** Opening DATA LISTING block **

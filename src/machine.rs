//! This module defines the `TuringMachine` struct, the execution engine of the unary calculator.
//! It owns the tape and the run state, accepts the select/run/reset commands and applies one
//! transition per `step`, returning the events each transition produced.

use crate::observer::Observer;
use crate::table::RuleTable;
use crate::tape::Tape;
use crate::types::{
    Direction, Event, Halt, MachineConfig, MachineError, Program, StateId, Step, StepResult,
    Symbol, BORROW_STATE, ERASE_STATE, INITIAL_STATE,
};
use log::{debug, error, info, warn};
use serde::{Deserialize, Serialize};

/// The mutable run state of a machine.
#[derive(Debug, Clone, Copy, PartialEq, Eq, Default, Serialize, Deserialize)]
pub struct MachineState {
    /// Current head position. Equals the tape length once the eraser has left the tape.
    pub head: usize,
    /// Current control state.
    pub state: StateId,
    /// Whether a run is in progress.
    pub running: bool,
    /// The program the next run will execute.
    pub selected_program: Option<Program>,
}

/// A single-tape machine running the built-in addition and subtraction tables.
///
/// The machine is driven by commands (`select_program`, `run`, `reset`) and advanced by `step`.
/// `step` never sleeps; pacing the returned events is up to the caller.
#[derive(Debug, Clone)]
pub struct TuringMachine {
    tape: Tape,
    machine: MachineState,
    /// The program of the run in progress, fixed when the run starts.
    active: Option<Program>,
    step_count: usize,
}
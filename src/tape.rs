//! This module defines the `Tape`, a fixed-length row of ternary cells, together with the
//! unary operand encoding used by the arithmetic programs.

use crate::types::{MachineError, Symbol, MAX_TAPE_LEN};
use serde::{Deserialize, Serialize};
use std::fmt;
use std::str::FromStr;

/// A fixed-length sequence of symbols.
///
/// The length is set when the tape is created and never changes; only the cell contents do.
#[derive(Debug, Clone, PartialEq, Eq, Serialize, Deserialize)]
pub struct Tape {
    cells: Vec<Symbol>,
}

impl Tape {
    /// Creates a tape of `len` blank cells.
    pub fn blank(len: usize) -> Self {
        Self {
            cells: vec![Symbol::Blank; len],
        }
    }

    /// Creates a tape holding exactly the given symbols.
    pub fn from_symbols(cells: Vec<Symbol>) -> Self {
        Self { cells }
    }

    /// Encodes two operands in unary on a tape of `len` cells.
    ///
    /// `a` marks start at cell 0, followed by one separator, `b` marks and blank padding.
    /// A zero first operand is written as a single blank cell before the separator.
    ///
    /// # Returns
    ///
    /// * `Ok(Tape)` if the operands fit with at least one trailing blank.
    /// * `Err(MachineError::ValidationError)` if the tape is too short or longer than
    ///   [`MAX_TAPE_LEN`].
    pub fn from_operands(a: usize, b: usize, len: usize) -> Result<Self, MachineError> {
        Self::check_len(len)?;
        let needed = Self::required_len(a, b)?;
        if len < needed {
            return Err(MachineError::ValidationError(format!(
                "Operands {a} and {b} need a tape of at least {needed} cells, got {len}"
            )));
        }

        let mut cells = Vec::with_capacity(len);
        if a == 0 {
            cells.push(Symbol::Blank);
        }
        cells.extend(std::iter::repeat(Symbol::Mark).take(a));
        cells.push(Symbol::Separator);
        cells.extend(std::iter::repeat(Symbol::Mark).take(b));
        cells.resize(len, Symbol::Blank);

        Ok(Self { cells })
    }

    /// Smallest tape length able to hold `a` and `b` with one trailing blank.
    ///
    /// Fails with `MachineError::ValidationError` when that length exceeds [`MAX_TAPE_LEN`].
    pub fn required_len(a: usize, b: usize) -> Result<usize, MachineError> {
        a.max(1)
            .checked_add(b)
            .and_then(|n| n.checked_add(2))
            .filter(|&n| n <= MAX_TAPE_LEN)
            .ok_or_else(|| {
                MachineError::ValidationError(format!(
                    "Operands {a} and {b} do not fit on a tape of at most {MAX_TAPE_LEN} cells"
                ))
            })
    }

    /// Rejects tape lengths above [`MAX_TAPE_LEN`].
    pub fn check_len(len: usize) -> Result<(), MachineError> {
        if len > MAX_TAPE_LEN {
            return Err(MachineError::ValidationError(format!(
                "Tape length {len} exceeds the maximum of {MAX_TAPE_LEN} cells"
            )));
        }
        Ok(())
    }

    /// Number of cells.
    pub fn len(&self) -> usize {
        self.cells.len()
    }

    pub fn is_empty(&self) -> bool {
        self.cells.is_empty()
    }

    /// Reads a cell, `None` outside the tape.
    pub fn get(&self, index: usize) -> Option<Symbol> {
        self.cells.get(index).copied()
    }

    /// Writes a cell.
    ///
    /// # Returns
    ///
    /// * `Ok(())` if the index is on the tape.
    /// * `Err(MachineError::IndexOutOfBounds)` otherwise; the tape is left untouched.
    pub fn set(&mut self, index: usize, symbol: Symbol) -> Result<(), MachineError> {
        let len = self.cells.len();
        let cell = self
            .cells
            .get_mut(index)
            .ok_or(MachineError::IndexOutOfBounds { index, len })?;
        *cell = symbol;
        Ok(())
    }

    /// Advances a cell to its next symbol (blank, mark, separator, blank) and returns the new value.
    pub fn cycle(&mut self, index: usize) -> Result<Symbol, MachineError> {
        let len = self.cells.len();
        let cell = self
            .cells
            .get_mut(index)
            .ok_or(MachineError::IndexOutOfBounds { index, len })?;
        *cell = cell.cycle();
        Ok(*cell)
    }

    /// Sets every cell back to blank.
    pub fn clear(&mut self) {
        self.cells.fill(Symbol::Blank);
    }

    /// Returns `true` if every cell is blank.
    pub fn is_blank(&self) -> bool {
        self.cells.iter().all(|&s| s == Symbol::Blank)
    }

    /// Returns the cells as a slice.
    pub fn symbols(&self) -> &[Symbol] {
        &self.cells
    }

    /// Reads the unary number at the start of the tape.
    ///
    /// Leading blanks are skipped, then consecutive marks are counted. A result that starts at
    /// cell 0 therefore reads as "marks until the first blank".
    pub fn unary_value(&self) -> usize {
        self.cells
            .iter()
            .skip_while(|&&s| s == Symbol::Blank)
            .take_while(|&&s| s == Symbol::Mark)
            .count()
    }
}

impl fmt::Display for Tape {
    fn fmt(&self, f: &mut fmt::Formatter<'_>) -> fmt::Result {
        for symbol in &self.cells {
            write!(f, "{}", symbol.as_char())?;
        }
        Ok(())
    }
}

impl FromStr for Tape {
    type Err = MachineError;

    /// Parses compact notation such as `11210` or `11|1_`. Whitespace and commas are ignored.
    fn from_str(s: &str) -> Result<Self, Self::Err> {
        let cells = s
            .chars()
            .filter(|c| !c.is_whitespace() && *c != ',')
            .map(Symbol::try_from)
            .collect::<Result<Vec<_>, _>>()?;

        Ok(Self { cells })
    }
}

impl From<Vec<Symbol>> for Tape {
    fn from(cells: Vec<Symbol>) -> Self {
        Self::from_symbols(cells)
    }
}

#[cfg(test)]
mod tests {
    use super::*;

    #[test]
    fn test_from_operands_layout() {
        let tape = Tape::from_operands(2, 1, 5).unwrap();
        assert_eq!(tape.to_string(), "11210");

        let tape = Tape::from_operands(3, 0, 7).unwrap();
        assert_eq!(tape.to_string(), "1112000");
    }

    #[test]
    fn test_from_operands_zero_first_operand_gets_leading_blank() {
        let tape = Tape::from_operands(0, 0, 5).unwrap();
        assert_eq!(tape.to_string(), "02000");

        let tape = Tape::from_operands(0, 2, 5).unwrap();
        assert_eq!(tape.to_string(), "02110");
    }

    #[test]
    fn test_from_operands_too_short() {
        let result = Tape::from_operands(2, 2, 5);
        assert!(matches!(result, Err(MachineError::ValidationError(_))));
        assert_eq!(Tape::required_len(2, 2), Ok(6));
    }

    #[test]
    fn test_oversized_operands_are_rejected() {
        assert!(matches!(
            Tape::required_len(usize::MAX, 1),
            Err(MachineError::ValidationError(_))
        ));
        assert!(matches!(
            Tape::required_len(1, usize::MAX - 1),
            Err(MachineError::ValidationError(_))
        ));
        assert!(Tape::required_len(MAX_TAPE_LEN, 0).is_err());
        assert_eq!(Tape::required_len(MAX_TAPE_LEN - 2, 0), Ok(MAX_TAPE_LEN));

        assert!(matches!(
            Tape::from_operands(usize::MAX, usize::MAX, 5),
            Err(MachineError::ValidationError(_))
        ));
        assert!(matches!(
            Tape::from_operands(1, 1, usize::MAX),
            Err(MachineError::ValidationError(_))
        ));
        assert_eq!(Tape::from_operands(1, 1, MAX_TAPE_LEN).unwrap().len(), MAX_TAPE_LEN);
    }

    #[test]
    fn test_set_out_of_bounds_leaves_tape_untouched() {
        let mut tape: Tape = "110".parse().unwrap();
        let result = tape.set(3, Symbol::Separator);

        assert_eq!(
            result,
            Err(MachineError::IndexOutOfBounds { index: 3, len: 3 })
        );
        assert_eq!(tape.to_string(), "110");
    }

    #[test]
    fn test_cycle_cell() {
        let mut tape = Tape::blank(2);
        assert_eq!(tape.cycle(1).unwrap(), Symbol::Mark);
        assert_eq!(tape.cycle(1).unwrap(), Symbol::Separator);
        assert_eq!(tape.cycle(1).unwrap(), Symbol::Blank);
        assert!(tape.cycle(2).is_err());
    }

    #[test]
    fn test_unary_value() {
        assert_eq!("11100".parse::<Tape>().unwrap().unary_value(), 3);
        assert_eq!("10000".parse::<Tape>().unwrap().unary_value(), 1);
        assert_eq!("01100".parse::<Tape>().unwrap().unary_value(), 2);
        assert_eq!("00000".parse::<Tape>().unwrap().unary_value(), 0);
        assert_eq!("11210".parse::<Tape>().unwrap().unary_value(), 2);
    }

    #[test]
    fn test_parse_notation() {
        let tape: Tape = "1 1 | 1 _".parse().unwrap();
        assert_eq!(
            tape.symbols(),
            &[
                Symbol::Mark,
                Symbol::Mark,
                Symbol::Separator,
                Symbol::Mark,
                Symbol::Blank
            ]
        );

        let tape: Tape = "1,2,1,1,0".parse().unwrap();
        assert_eq!(tape.to_string(), "12110");

        assert!("1x1".parse::<Tape>().is_err());
    }

    #[test]
    fn test_clear() {
        let mut tape: Tape = "12110".parse().unwrap();
        assert!(!tape.is_blank());
        tape.clear();
        assert!(tape.is_blank());
        assert_eq!(tape.len(), 5);
    }
}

** Closing DATA LISTING block **

**EXERCISE GOAL**
All lines carrying the word "commands" must be copied from the data above.

**REPLY**
//! It owns the tape and the run state, accepts the select/run/reset commands and applies one
/// The machine is driven by commands (`select_program`, `run`, `reset`) and advanced by `step`.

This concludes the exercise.